● **TO DO**: Please output exactly the lines of the material from the first through the line containing "use serde::Serialize;", and nothing more.

● **RECORDS PROVIDED**:
//! Run Progress Streaming
//!
//! Publishes progress two ways:
//!
//! - a `watch` channel holding the latest [`RunSnapshot`] (observers poll or
//!   await changes, never block the run)
//! - a `broadcast` channel of [`ProgressEvent`]s for streaming consumers
//!
//! ## Features
//!
//! - Monotonic progress fraction (completed batches / total batches)
//! - ETA and throughput from completed rows
//! - Alert events forwarded from the usage recorder

use serde::Serialize;
use std::sync::atomic::{AtomicUsize, Ordering};
use std::sync::{Arc, RwLock};
use std::time::{Duration, Instant};

use tokio::sync::{broadcast, watch};

use super::run::{RunSnapshot, RunStatus};
use crate::ai::{AlertEvent, AlertLevel};
use crate::constants::pipeline::EVENT_CHANNEL_CAPACITY;
use crate::types::{AnalysisSource, RunId};

/// Progress event types
#[derive(Debug, Clone, Serialize)]
#[serde(tag = "event", rename_all = "snake_case")]
pub enum ProgressEvent {
    /// Batches planned and dispatch about to begin
    RunStarted {
        run_id: RunId,
        rows: usize,
        batches: usize,
        batch_size: usize,
        workers: usize,
    },
    BatchCompleted {
        batch_index: usize,
        rows: usize,
        source: AnalysisSource,
        attempts: u32,
        completed: usize,
        total: usize,
        throughput: f64, // rows per second
    },
    /// Batch rows were replaced by error placeholders
    BatchFailed {
        batch_index: usize,
        error: String,
        recoverable: bool,
    },
    Alert {
        level: AlertLevel,
        metric: &'static str,
        utilization: f64,
    },
    EtaUpdate { remaining_secs: u64 },
    Message {
        level: MessageLevel,
        message: String,
    },
    Finished {
        status: RunStatus,
        total_duration_ms: u64,
        summary: String,
    },
}

#[derive(Debug, Clone, Copy, PartialEq, Eq, Serialize)]
#[serde(rename_all = "lowercase")]
pub enum MessageLevel {
    Debug,
    Info,
    Warning,
    Error,
}

/// Progress tracker shared by the orchestrator and the host
pub struct ProgressTracker {
    run_id: RunId,
    snapshots: Arc<watch::Sender<RunSnapshot>>,
    sender: broadcast::Sender<ProgressEvent>,
    start_time: Arc<RwLock<Option<Instant>>>,
    status: Arc<RwLock<RunStatus>>,
    batches_total: Arc<AtomicUsize>,
    batches_done: Arc<AtomicUsize>,
    rows_total: Arc<AtomicUsize>,
    rows_done: Arc<AtomicUsize>,
    /// Alerts already forwarded as events
    alerts_seen: Arc<AtomicUsize>,
}

impl ProgressTracker {
    pub fn new(run_id: RunId) -> Self {
        let (snapshots, _) = watch::channel(RunSnapshot::pending(run_id));
        let (sender, _) = broadcast::channel(EVENT_CHANNEL_CAPACITY);

        Self {
            run_id,
            snapshots: Arc::new(snapshots),
            sender,
            start_time: Arc::new(RwLock::new(None)),
            status: Arc::new(RwLock::new(RunStatus::Pending)),
            batches_total: Arc::new(AtomicUsize::new(0)),
            batches_done: Arc::new(AtomicUsize::new(0)),
            rows_total: Arc::new(AtomicUsize::new(0)),
            rows_done: Arc::new(AtomicUsize::new(0)),
            alerts_seen: Arc::new(AtomicUsize::new(0)),
        }
    }

    pub fn run_id(&self) -> RunId {
        self.run_id
    }

    /// Send an event through the broadcast channel.
    /// Silently discards if no receivers are listening.
    #[inline]
    fn emit(&self, event: ProgressEvent) {
        let _ = self.sender.send(event);
    }

    /// Subscribe to progress events
    pub fn subscribe(&self) -> broadcast::Receiver<ProgressEvent> {
        self.sender.subscribe()
    }

    /// Subscribe to snapshot updates
    pub fn watch(&self) -> watch::Receiver<RunSnapshot> {
        self.snapshots.subscribe()
    }

    /// Latest published snapshot
    pub fn snapshot(&self) -> RunSnapshot {
        self.snapshots.borrow().clone()
    }

    pub fn status(&self) -> RunStatus {
        *self
            .status
            .read()
            .unwrap_or_else(|poisoned| poisoned.into_inner())
    }

    pub fn elapsed(&self) -> Duration {
        self.start_time
            .read()
            .unwrap_or_else(|poisoned| poisoned.into_inner())
            .as_ref()
            .map(|s| s.elapsed())
            .unwrap_or_default()
    }

    /// Build and publish a snapshot while holding the watch lock, so a
    /// publisher with stale counters cannot overwrite a newer snapshot.
    fn publish(&self) {
        self.snapshots.send_if_modified(|current| {
            let total = self.batches_total.load(Ordering::SeqCst);
            let done = self.batches_done.load(Ordering::SeqCst);
            if done < current.batches_done {
                return false;
            }
            let status = self.status();
            let progress_fraction = if status == RunStatus::Succeeded {
                1.0
            } else if total > 0 {
                (done as f64 / total as f64).min(1.0)
            } else {
                0.0
            };

            *current = RunSnapshot {
                run_id: self.run_id,
                status,
                progress_fraction,
                batches_total: total,
                batches_done: done,
                rows_done: self.rows_done.load(Ordering::SeqCst),
                elapsed: self.elapsed(),
            };
            true
        });
    }

    /// Move to `next` if the transition is legal; returns whether it happened
    fn transition(&self, next: RunStatus) -> bool {
        let mut status = self
            .status
            .write()
            .unwrap_or_else(|poisoned| poisoned.into_inner());
        if !status.can_transition_to(next) {
            return false;
        }
        *status = next;
        true
    }

    /// Start tracking a run of `batches` batches over `rows` rows
    pub fn start(&self, rows: usize, batches: usize, batch_size: usize, workers: usize) {
        *self
            .start_time
            .write()
            .unwrap_or_else(|poisoned| poisoned.into_inner()) = Some(Instant::now());
        self.batches_total.store(batches, Ordering::SeqCst);
        self.rows_total.store(rows, Ordering::SeqCst);
        self.transition(RunStatus::Running);
        self.publish();

        self.emit(ProgressEvent::RunStarted {
            run_id: self.run_id,
            rows,
            batches,
            batch_size,
            workers,
        });
    }

    /// Count a finished batch and publish; returns (completed, total, throughput)
    fn advance(&self, rows: usize) -> (usize, usize, f64) {
        let completed = self.batches_done.fetch_add(1, Ordering::SeqCst) + 1;
        let rows_done = self.rows_done.fetch_add(rows, Ordering::SeqCst) + rows;
        let total = self.batches_total.load(Ordering::SeqCst);

        let elapsed = self.elapsed().as_secs_f64();
        let throughput = rows_done as f64 / elapsed.max(0.1);
        self.publish();

        let remaining = self.rows_total.load(Ordering::SeqCst).saturating_sub(rows_done);
        if throughput > 0.0 && remaining > 0 {
            self.emit(ProgressEvent::EtaUpdate {
                remaining_secs: (remaining as f64 / throughput) as u64,
            });
        }
        (completed, total, throughput)
    }

    /// Record a batch whose rows were analyzed
    pub fn batch_completed(
        &self,
        batch_index: usize,
        rows: usize,
        source: AnalysisSource,
        attempts: u32,
    ) {
        let (completed, total, throughput) = self.advance(rows);
        self.emit(ProgressEvent::BatchCompleted {
            batch_index,
            rows,
            source,
            attempts,
            completed,
            total,
            throughput,
        });
    }

    /// Record a batch whose rows were replaced by error placeholders
    pub fn batch_failed(&self, batch_index: usize, rows: usize, error: &str, recoverable: bool) {
        self.advance(rows);
        self.emit(ProgressEvent::BatchFailed {
            batch_index,
            error: error.to_string(),
            recoverable,
        });

        self.emit(ProgressEvent::Message {
            level: if recoverable {
                MessageLevel::Warning
            } else {
                MessageLevel::Error
            },
            message: format!("batch {}: {}", batch_index, error),
        });
    }

    /// Forward alerts not yet seen. `alerts` is the recorder's full,
    /// append-only list; an older, shorter copy forwards nothing.
    pub fn forward_alerts(&self, alerts: &[AlertEvent]) {
        let seen = self.alerts_seen.fetch_max(alerts.len(), Ordering::SeqCst);
        for alert in alerts.iter().skip(seen) {
            self.emit(ProgressEvent::Alert {
                level: alert.level,
                metric: alert.metric,
                utilization: alert.utilization,
            });
        }
    }

    /// Send a status message
    pub fn message(&self, level: MessageLevel, message: &str) {
        self.emit(ProgressEvent::Message {
            level,
            message: message.to_string(),
        });
    }

    /// Enter a terminal status. Only the first terminal transition wins.
    pub fn finish(&self, status: RunStatus, summary: &str) -> bool {
        if !self.transition(status) {
            return false;
        }
        self.publish();

        self.emit(ProgressEvent::Finished {
            status,
            total_duration_ms: self.elapsed().as_millis() as u64,
            summary: summary.to_string(),
        });
        true
    }

    pub fn is_terminal(&self) -> bool {
        self.status().is_terminal()
    }
}

impl Clone for ProgressTracker {
    fn clone(&self) -> Self {
        Self {
            run_id: self.run_id,
            snapshots: Arc::clone(&self.snapshots),
            sender: self.sender.clone(),
            start_time: Arc::clone(&self.start_time),
            status: Arc::clone(&self.status),
            batches_total: Arc::clone(&self.batches_total),
            batches_done: Arc::clone(&self.batches_done),
            rows_total: Arc::clone(&self.rows_total),
            rows_done: Arc::clone(&self.rows_done),
            alerts_seen: Arc::clone(&self.alerts_seen),
        }
    }
}

#[cfg(test)]
mod tests {
    use super::*;

    #[test]
    fn test_tracker_creation() {
        let tracker = ProgressTracker::new(RunId::new());
        assert_eq!(tracker.status(), RunStatus::Pending);
        assert_eq!(tracker.snapshot().progress_fraction, 0.0);
        assert!(!tracker.is_terminal());
    }

    #[test]
    fn test_progress_is_monotonic() {
        let tracker = ProgressTracker::new(RunId::new());
        let watcher = tracker.watch();
        tracker.start(30, 3, 10, 1);
        assert_eq!(watcher.borrow().status, RunStatus::Running);

        let mut last = 0.0;
        for index in 0..3 {
            tracker.batch_completed(index, 10, AnalysisSource::Synthetic, 0);
            let fraction = tracker.snapshot().progress_fraction;
            assert!(fraction >= last);
            last = fraction;
        }
        assert_eq!(last, 1.0);
        assert_eq!(tracker.snapshot().rows_done, 30);
    }

    #[test]
    fn test_first_terminal_status_wins() {
        let tracker = ProgressTracker::new(RunId::new());
        tracker.start(10, 1, 10, 1);
        assert!(tracker.finish(RunStatus::Cancelled, "cancelled"));
        assert!(!tracker.finish(RunStatus::Succeeded, "late"));
        assert_eq!(tracker.snapshot().status, RunStatus::Cancelled);
    }

    #[tokio::test]
    async fn test_events_are_broadcast() {
        let tracker = ProgressTracker::new(RunId::new());
        let mut events = tracker.subscribe();
        tracker.start(10, 1, 10, 1);
        tracker.batch_failed(0, 10, "boom", true);

        assert!(matches!(
            events.recv().await.unwrap(),
            ProgressEvent::RunStarted { batches: 1, .. }
        ));
        assert!(matches!(
            events.recv().await.unwrap(),
            ProgressEvent::BatchFailed { batch_index: 0, recoverable: true, .. }
        ));
    }

    #[test]
    fn test_alerts_forwarded_once() {
        let tracker = ProgressTracker::new(RunId::new());
        let mut events = tracker.subscribe();
        let alert = AlertEvent {
            level: AlertLevel::Warning,
            metric: "requests",
            utilization: 0.8,
            timestamp: chrono::Utc::now(),
        };

        tracker.forward_alerts(std::slice::from_ref(&alert));
        tracker.forward_alerts(std::slice::from_ref(&alert));
        assert!(matches!(events.try_recv(), Ok(ProgressEvent::Alert { .. })));
        assert!(events.try_recv().is_err());
    }

    #[test]
    fn test_stale_alert_list_forwards_nothing() {
        let tracker = ProgressTracker::new(RunId::new());
        let mut events = tracker.subscribe();
        let alert = |metric| AlertEvent {
            level: AlertLevel::Warning,
            metric,
            utilization: 0.8,
            timestamp: chrono::Utc::now(),
        };
        let both = [alert("requests"), alert("tokens")];

        tracker.forward_alerts(&both);
        tracker.forward_alerts(&both[..1]);
        tracker.forward_alerts(&both);
        assert!(matches!(events.try_recv(), Ok(ProgressEvent::Alert { metric: "requests", .. })));
        assert!(matches!(events.try_recv(), Ok(ProgressEvent::Alert { metric: "tokens", .. })));
        assert!(events.try_recv().is_err());
    }

    #[test]
    fn test_concurrent_batches_never_publish_stale_progress() {
        let tracker = ProgressTracker::new(RunId::new());
        tracker.start(8 * 50, 8 * 50, 1, 8);

        std::thread::scope(|scope| {
            for _ in 0..8 {
                let tracker = tracker.clone();
                scope.spawn(move || {
                    for _ in 0..50 {
                        let (completed, _, _) = tracker.advance(1);
                        assert!(tracker.snapshot().batches_done >= completed);
                    }
                });
            }
        });

        let last = tracker.snapshot();
        assert_eq!(last.batches_done, 400);
        assert_eq!(last.progress_fraction, 1.0);
    }
}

● **EXPECTED ANSWER**:
//! Run Progress Streaming
//!
//! Publishes progress two ways:
//!
//! - a `watch` channel holding the latest [`RunSnapshot`] (observers poll or
//!   await changes, never block the run)
//! - a `broadcast` channel of [`ProgressEvent`]s for streaming consumers
//!
//! ## Features
//!
//! - Monotonic progress fraction (completed batches / total batches)
//! - ETA and throughput from completed rows
//! - Alert events forwarded from the usage recorder

use serde::Serialize;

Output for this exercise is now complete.